Parents are Happier – More or Less – New Study Says

If you ask any parent, they'll tell you: Parenting it the most difficult job in the world. Responsibilities like teacher, chef, maid and therapist all fall under the "mom" (and, more than ever, "dad") job description. And for years, there have been reports that it can all make us miserable.

But in a recent series of studies of U.S. and Canadian parents – which soon will be published in the journal of the Association for Psychological Science – researchers Chris M. Herbst and John Ifcher found parents are actually happier people than non-parents, contrary to popular belief. And, to boot, parents are becoming happier over time in comparison to their counterparts.

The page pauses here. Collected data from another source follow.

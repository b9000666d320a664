// Copyright (c) 2025 Steve Wagner (ciroque@live.com)
// SPDX-License-Identifier: MIT

//! Context-keyed arena for per-evaluation shared state.
//!
//! Fan-out combinators keep one shared reader per [`Context`]. Entries are
//! reference counted by hand: every consumer holds a [`Lease`], and releasing
//! the last lease removes the entry and tears the shared state down. Entries
//! whose context has been dropped without all leases being taken (a broadcast
//! output that was never started, say) are pruned on every lookup miss.

use std::collections::HashMap;
use std::sync::atomic::{AtomicBool, Ordering};
use std::sync::{Arc, Weak};

use parking_lot::Mutex;

use crate::engine::context::{Context, ContextId, ContextWatch};
use crate::observability::messages::fan_out::{SharedStateCreated, SharedStatePruned, SharedStateReleased};
use crate::observability::messages::StructuredLog;

/// State shared by every consumer attached under one context.
pub trait SharedState: Send + Sync + 'static {
    /// Called exactly once, when the entry leaves the registry.
    fn teardown(&self);
}

#[derive(Debug, Clone, Copy)]
enum Admission {
    /// Each attach adds one reference.
    Counted,
    /// The creating attach reserves a fixed number of references; later
    /// attaches consume a reservation instead of adding one.
    Reserved(usize),
}

struct Entry<S> {
    watch: ContextWatch,
    state: Arc<S>,
    refs: usize,
}

pub struct ContextRegistry<S> {
    name: &'static str,
    entries: Mutex<HashMap<ContextId, Entry<S>>>,
}

impl<S: SharedState> ContextRegistry<S> {
    pub fn new(name: &'static str) -> Arc<Self> {
        Arc::new(Self {
            name,
            entries: Mutex::new(HashMap::new()),
        })
    }

    /// Attach to the state for `context`, creating it with `make` on a miss.
    pub fn attach(self: &Arc<Self>, context: &Context, make: impl FnOnce() -> S) -> Lease<S> {
        self.lookup(context, make, Admission::Counted)
    }

    /// Attach to state that is created with `slots` reserved references.
    pub fn attach_reserved(
        self: &Arc<Self>,
        context: &Context,
        slots: usize,
        make: impl FnOnce() -> S,
    ) -> Lease<S> {
        self.lookup(context, make, Admission::Reserved(slots.max(1)))
    }

    fn lookup(
        self: &Arc<Self>,
        context: &Context,
        make: impl FnOnce() -> S,
        admission: Admission,
    ) -> Lease<S> {
        let id = context.id();
        let mut dead = Vec::new();

        let state = {
            let mut entries = self.entries.lock();
            match entries.get_mut(&id) {
                Some(entry) => {
                    if let Admission::Counted = admission {
                        entry.refs += 1;
                    }
                    entry.state.clone()
                }
                None => {
                    entries.retain(|_, entry| {
                        if entry.watch.is_alive() {
                            true
                        } else {
                            dead.push(entry.state.clone());
                            false
                        }
                    });

                    let state = Arc::new(make());
                    let refs = match admission {
                        Admission::Counted => 1,
                        Admission::Reserved(slots) => slots,
                    };
                    entries.insert(
                        id,
                        Entry {
                            watch: context.watch(),
                            state: state.clone(),
                            refs,
                        },
                    );
                    SharedStateCreated {
                        registry: self.name,
                        context: id,
                        references: refs,
                    }
                    .log();
                    state
                }
            }
        };

        if !dead.is_empty() {
            SharedStatePruned {
                registry: self.name,
                count: dead.len(),
            }
            .log();
            for state in dead {
                state.teardown();
            }
        }

        Lease {
            registry: Arc::downgrade(self),
            id,
            state,
            released: AtomicBool::new(false),
        }
    }

    /// Drop one reference; tear the entry down when none remain. With
    /// `evict` set the entry goes regardless of outstanding references.
    fn detach(&self, id: ContextId, state: &Arc<S>, evict: bool) -> bool {
        let removed = {
            let mut entries = self.entries.lock();
            match entries.get_mut(&id) {
                Some(entry) if Arc::ptr_eq(&entry.state, state) => {
                    entry.refs = entry.refs.saturating_sub(1);
                    if entry.refs == 0 || evict {
                        entries.remove(&id)
                    } else {
                        None
                    }
                }
                _ => None,
            }
        };

        match removed {
            Some(entry) => {
                SharedStateReleased {
                    registry: self.name,
                    context: id,
                }
                .log();
                entry.state.teardown();
                true
            }
            None => false,
        }
    }

    /// Remove entries whose context no longer exists. Returns how many went.
    pub fn prune(&self) -> usize {
        let dead: Vec<Arc<S>> = {
            let mut entries = self.entries.lock();
            let mut dead = Vec::new();
            entries.retain(|_, entry| {
                if entry.watch.is_alive() {
                    true
                } else {
                    dead.push(entry.state.clone());
                    false
                }
            });
            dead
        };
        let count = dead.len();
        if count > 0 {
            SharedStatePruned {
                registry: self.name,
                count,
            }
            .log();
        }
        for state in dead {
            state.teardown();
        }
        count
    }

    pub fn len(&self) -> usize {
        self.entries.lock().len()
    }

    pub fn is_empty(&self) -> bool {
        self.len() == 0
    }
}

/// One consumer's claim on a registry entry. Released on drop.
pub struct Lease<S: SharedState> {
    registry: Weak<ContextRegistry<S>>,
    id: ContextId,
    state: Arc<S>,
    released: AtomicBool,
}

impl<S: SharedState> Lease<S> {
    pub fn state(&self) -> &Arc<S> {
        &self.state
    }

    pub fn context_id(&self) -> ContextId {
        self.id
    }

    /// Give the reference back. Returns true when this was the last one and
    /// the shared state has been torn down. Later calls are no-ops.
    pub fn release(&self) -> bool {
        self.give_back(false)
    }

    /// Give the reference back and tear the entry down even if reserved
    /// references were never claimed.
    pub(crate) fn evict(&self) -> bool {
        self.give_back(true)
    }

    fn give_back(&self, evict: bool) -> bool {
        if self.released.swap(true, Ordering::AcqRel) {
            return false;
        }
        match self.registry.upgrade() {
            Some(registry) => registry.detach(self.id, &self.state, evict),
            None => {
                self.state.teardown();
                true
            }
        }
    }

    /// Drop the lease without giving a reference back, for an attach that
    /// never consumed one (a rejected duplicate under reserved admission).
    pub(crate) fn forget(self) {
        self.released.store(true, Ordering::Release);
    }
}

impl<S: SharedState> Drop for Lease<S> {
    fn drop(&mut self) {
        self.release();
    }
}

#[cfg(test)]
mod tests {
    use super::*;
    use std::sync::atomic::AtomicUsize;

    #[derive(Default)]
    struct Probe {
        teardowns: Arc<AtomicUsize>,
    }

    impl SharedState for Probe {
        fn teardown(&self) {
            self.teardowns.fetch_add(1, Ordering::SeqCst);
        }
    }

    #[test]
    fn test_counted_attach_shares_state_and_tears_down_on_last_release() {
        let registry = ContextRegistry::new("test");
        let teardowns = Arc::new(AtomicUsize::new(0));
        let ctx = Context::new();

        let make = || Probe {
            teardowns: teardowns.clone(),
        };
        let a = registry.attach(&ctx, make);
        let b = registry.attach(&ctx, || panic!("state must be reused"));
        assert!(Arc::ptr_eq(a.state(), b.state()));
        assert_eq!(registry.len(), 1);

        assert!(!a.release());
        assert!(!a.release());
        assert_eq!(teardowns.load(Ordering::SeqCst), 0);
        drop(b);
        assert_eq!(teardowns.load(Ordering::SeqCst), 1);
        assert!(registry.is_empty());
    }

    #[test]
    fn test_reserved_attach_waits_for_every_slot() {
        let registry = ContextRegistry::new("test");
        let teardowns = Arc::new(AtomicUsize::new(0));
        let ctx = Context::new();

        let first = registry.attach_reserved(&ctx, 2, || Probe {
            teardowns: teardowns.clone(),
        });
        // first consumer finishes before the second ever attaches
        first.release();
        assert_eq!(registry.len(), 1);

        let second = registry.attach_reserved(&ctx, 2, || panic!("state must be reused"));
        assert!(second.release());
        assert_eq!(teardowns.load(Ordering::SeqCst), 1);
        assert!(registry.is_empty());
    }

    #[test]
    fn test_evict_ignores_unclaimed_reservations() {
        let registry = ContextRegistry::new("test");
        let teardowns = Arc::new(AtomicUsize::new(0));
        let ctx = Context::new();

        let only = registry.attach_reserved(&ctx, 3, || Probe {
            teardowns: teardowns.clone(),
        });
        assert!(only.evict());
        assert!(!only.release());
        assert_eq!(teardowns.load(Ordering::SeqCst), 1);
        assert!(registry.is_empty());
    }

    #[test]
    fn test_dead_contexts_are_pruned_on_miss() {
        let registry = ContextRegistry::new("test");
        let teardowns = Arc::new(AtomicUsize::new(0));

        let stale = Context::new();
        let lease = registry.attach_reserved(&stale, 3, || Probe {
            teardowns: teardowns.clone(),
        });
        drop(lease);
        drop(stale);
        assert_eq!(registry.len(), 1);

        let fresh = Context::new();
        let _lease = registry.attach(&fresh, Probe::default);
        assert_eq!(registry.len(), 1);
        assert_eq!(teardowns.load(Ordering::SeqCst), 1);
    }

    #[test]
    fn test_explicit_prune() {
        let registry = ContextRegistry::new("test");
        let ctx = Context::new();
        let lease = registry.attach_reserved(&ctx, 2, Probe::default);
        drop(lease);

        assert_eq!(registry.prune(), 0);
        drop(ctx);
        assert_eq!(registry.prune(), 1);
        assert!(registry.is_empty());
    }
}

What's going on? Well, in particular, researchers said parents seem to have greater level of "meaning" in their lives. They also seem happier "during the day when they are caring for their children," versus other daily activities. It's all in keeping, they add, with "emerging evolutionary perspectives that suggest parenting is a fundamental human need."

That's definitely a different tune than we've been hearing over the past few years.

Articles in The New York Times, New York Magazine and dozens of other publications and websites in past years have trumpeted the astounding number of studies being released claiming parenthood makes people unhappy. An issue of New York Magazine in July of 2010 the cover summed it up, in big white letters: "I Love My Children. I Hate My Life."

In April 2009, the New York Times' Motherlode blog also reported on parents being less happy than non-parents. For years, this has been believed to be, more or less, true.

Till this study. In it, researchers conducted tests to determine whether parents overall were happier than those without children. It found this to be true – particularly with fathers. Researchers attribute that to the gender divide, saying it "is not unexpected, as the pleasures associated with parenting may be offset by the surge in responsibility and housework that arrives with motherhood." Bottom line: Dads still do less of the grunt work of parenting. Consequently, their parenting experience is proportionately more satisfying since they experience less of the negatives of child-rearing. Older married people are more likely to be happier if they have children than if they didn't. Single parents and young parents tend to be less happy than their counterparts without children.

In a press release, Dunn summed it up this way: "These findings suggest that parents are not nearly the miserable creatures that we might expect from recent studies and popular representations." There is hope, after all.